MAGIC Foundation
- Formation: 1989
- Type: Nonprofit organization
- Headquarters: Oak Park, Illinois, United States
- Chairman: Rich Buckley
- Revenue: $911,170 (2015)
- Expenses: $990,393 (2015)
- Website: www.magicfoundation.org

= MAGIC Foundation =

U.S. nonprofit organization

The MAGIC Foundation (short for Major Aspects of Growth in Children) is an American non-profit organization which helps families of children diagnosed with a wide variety of different growth impacting medical conditions through education, networking, physician referrals and numerous other services. It was founded in 1989. It is maintained through a network of volunteers and a full-time staff of five people. Their services include public education and awareness, quarterly newsletters, national networking, an annual convention, disorder specific brochures, and a Kids Program.

The foundation has a membership network in excess of 25,000 families. The disorders MAGIC families have are grouped into primary categories. They include: congenital adrenal hyperplasia, precocious puberty, growth hormone deficiency (both adults and children), panhypopituitarism, McCune–Albright syndrome, Turner syndrome, Russell–Silver syndrome, thyroid disorders (both congenital and acquired), optic nerve hypoplasia, and other rare disorders.

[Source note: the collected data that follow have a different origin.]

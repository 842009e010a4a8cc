//! Centralized constants for the SPFR workspace.
//!
//! This module contains the delimiters, limits and literal sets shared by the
//! parser, the typed accessors and the CLI.

// =============================================================================
// Source Limits
// =============================================================================

/// Maximum size of a parameter file in bytes (1 MiB).
pub const DEFAULT_MAX_SOURCE_BYTES: u64 = 1_048_576;

// =============================================================================
// Grammar
// =============================================================================

/// Starts a comment that runs to the end of the line.
pub const COMMENT_MARKER: char = '#';

/// Separates a key from its value on a line.
pub const PAIR_DELIMITERS: &str = ":";

/// Characters removed from every key and value token.
pub const PAIR_DELETE_CHARS: &str = " ";

/// Separates the elements of an array value.
pub const ARRAY_DELIMITERS: &str = ",";

/// Characters removed from every array element token.
pub const ARRAY_DELETE_CHARS: &str = " ";

/// Bracket and brace characters stripped from an array value before splitting.
pub const ARRAY_BRACKETS: &str = "()[]{}";

/// Literals accepted as boolean `true`.
pub const TRUE_LITERALS: &[&str] = &["1", "true", "TRUE"];

/// Literals accepted as boolean `false`.
pub const FALSE_LITERALS: &[&str] = &["0", "false", "FALSE"];

// =============================================================================
// Environment Variables
// =============================================================================

/// Overrides the maximum accepted source size.
pub const ENV_MAX_BYTES: &str = "SPFR_MAX_BYTES";

/// Path of the parameter file used by the CLI.
pub const ENV_CONFIG_PATH: &str = "SPFR_CONFIG_PATH";

/// Disables `.env` loading when set to `1` or `true`.
pub const ENV_DOTENV_DISABLED: &str = "DOTENV_DISABLED";

// =============================================================================
// Diagnostics
// =============================================================================

/// Example of a well-formed parameter file, shown when a file cannot be paired.
pub const FORMAT_EXAMPLE: &str = "\
path: /home/USERNAME/workspace/blubb
number_int: 12
number_float: 4234.234234
number_bool_1: 1
number_bool_2: false
number_array: [2,3,4.5]
list: {Hello, World, !}";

== Educational programs ==
MAGIC offers a national educational program every year for the families of affected children and another for affected adults. Physicians specialising in these disorders, from all over the world, volunteer to speak to and assist the children and affected adults. They also offer a weekly email with links to recently published medical information to parents of children impacted by Small for Gestational Age babies, Congenital Adrenal Hyperplasia, McCune-Albright Syndrome, Russell–Silver Syndrome (also known as Silver–Russell Syndrome), Optic Nerve Hypoplasia, Septo Optic Dysplasia, Hypophosphatasia, and others.

== Controversy ==
The MAGIC Foundation received significant funding from Genentech and Eli Lilly. It was thought that the money was to undertake case finding of children with short stature who might benefit from their human growth hormone treatments. The US Food and Drug Administration investigated Genentech in 1992 and 1994 for using numerous charities to improperly advertise this medication. None of the monies donated to either the Human Growth Foundation nor The MAGIC foundation were donated with any stipulations as to how the money was to be utilized. The donations were support funds for the patients affected.